Deutlich wird durch den Fall einmal mehr, wie wichtig es ist, die Ausschlussfristen tatsächlich einzuhalten. Wenn man die Frist versäumt hat, so wie es hier dem Klägeranwalt passiert ist, helfen juristisch feinsinnige Überlegungen nur noch begrenzt weiter. 

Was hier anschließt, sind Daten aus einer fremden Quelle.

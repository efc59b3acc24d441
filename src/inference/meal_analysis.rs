// ABOUTME: Meal analysis from a list of foods: nutrient totals, prediction, and advice
// ABOUTME: Totals feed the model and the constitution meal modifications
//
// SPDX-License-Identifier: MIT OR Apache-2.0
// Copyright (c) 2025 Ahara Nutrition Intelligence

use super::{InferenceReport, NutrientRiskEngine};
use crate::errors::AppResult;
use crate::model::DeficiencyPredictor;
use ahara_core::models::UserProfile;
use ahara_intelligence::ayurveda::meal_modifications;
use ahara_intelligence::nutrient_db::{calculate_nutrients, NutrientTotals};
use serde::Serialize;
use tracing::info;

/// Analysis of one meal given as a food list
#[derive(Debug, Clone, Serialize)]
pub struct MealAnalysisReport {
    /// Summed nutrients of the recognised foods
    pub nutrient_summary: NutrientTotals,
    /// Constitution meal modifications for these totals
    pub dosha_advice: Vec<String>,
    /// Model output for the totals
    pub prediction: InferenceReport,
    /// Model suggestions followed by the constitution modifications
    pub recommendations: Vec<String>,
}

impl<P: DeficiencyPredictor> NutrientRiskEngine<P> {
    /// Total the foods, predict deficiency risk, and gather advice
    ///
    /// `portions` are grams paired with `foods` by position; see
    /// [`calculate_nutrients`] for the defaults.
    ///
    /// # Errors
    ///
    /// Returns the inference failure converted to an `AppError`; there is no
    /// fallback prediction
    pub fn analyze_meal<S: AsRef<str>>(
        &self,
        foods: &[S],
        portions: &[f64],
        user: &UserProfile,
    ) -> AppResult<MealAnalysisReport> {
        let nutrient_summary = calculate_nutrients(foods, portions);
        let dosha_advice: Vec<String> = meal_modifications(
            user.constitution.resolve_strict(),
            nutrient_summary.iron,
            nutrient_summary.vitamin_c,
        )
        .into_iter()
        .map(str::to_owned)
        .collect();

        let prediction = self.run_inference(&nutrient_summary.to_meal_profile(user))?;

        let recommendations = prediction
            .suggestions
            .iter()
            .chain(&dosha_advice)
            .cloned()
            .collect();

        info!(
            meal.foods = foods.len(),
            meal.calories = nutrient_summary.calories,
            "Meal analysis completed"
        );

        Ok(MealAnalysisReport {
            nutrient_summary,
            dosha_advice,
            prediction,
            recommendations,
        })
    }
}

Umso bedauerlicher ist dies, weil das Gericht im Urteil klar gemacht hat, dass dem Kläger die Ansprüche grundsätzlich zustehen.

Rechtliche Grundlagen

§ 3 Mindestlohngesetz (MiLoG)

§ 3 Mindestlohngesetz (MiLoG)
Unabdingbarkeit des Mindestlohns

Vereinbarungen, die den Anspruch auf Mindestlohn unterschreiten oder seine Geltendmachung beschränken oder ausschließen, sind insoweit unwirksam. Die Arbeitnehmerin oder der Arbeitnehmer kann auf den entstandenen Anspruch nach § 1 Absatz 1 nur durch gerichtlichen Vergleich verzichten; im Übrigen ist ein Verzicht ausgeschlossen. Die Verwirkung des Anspruchs ist ausgeschlossen.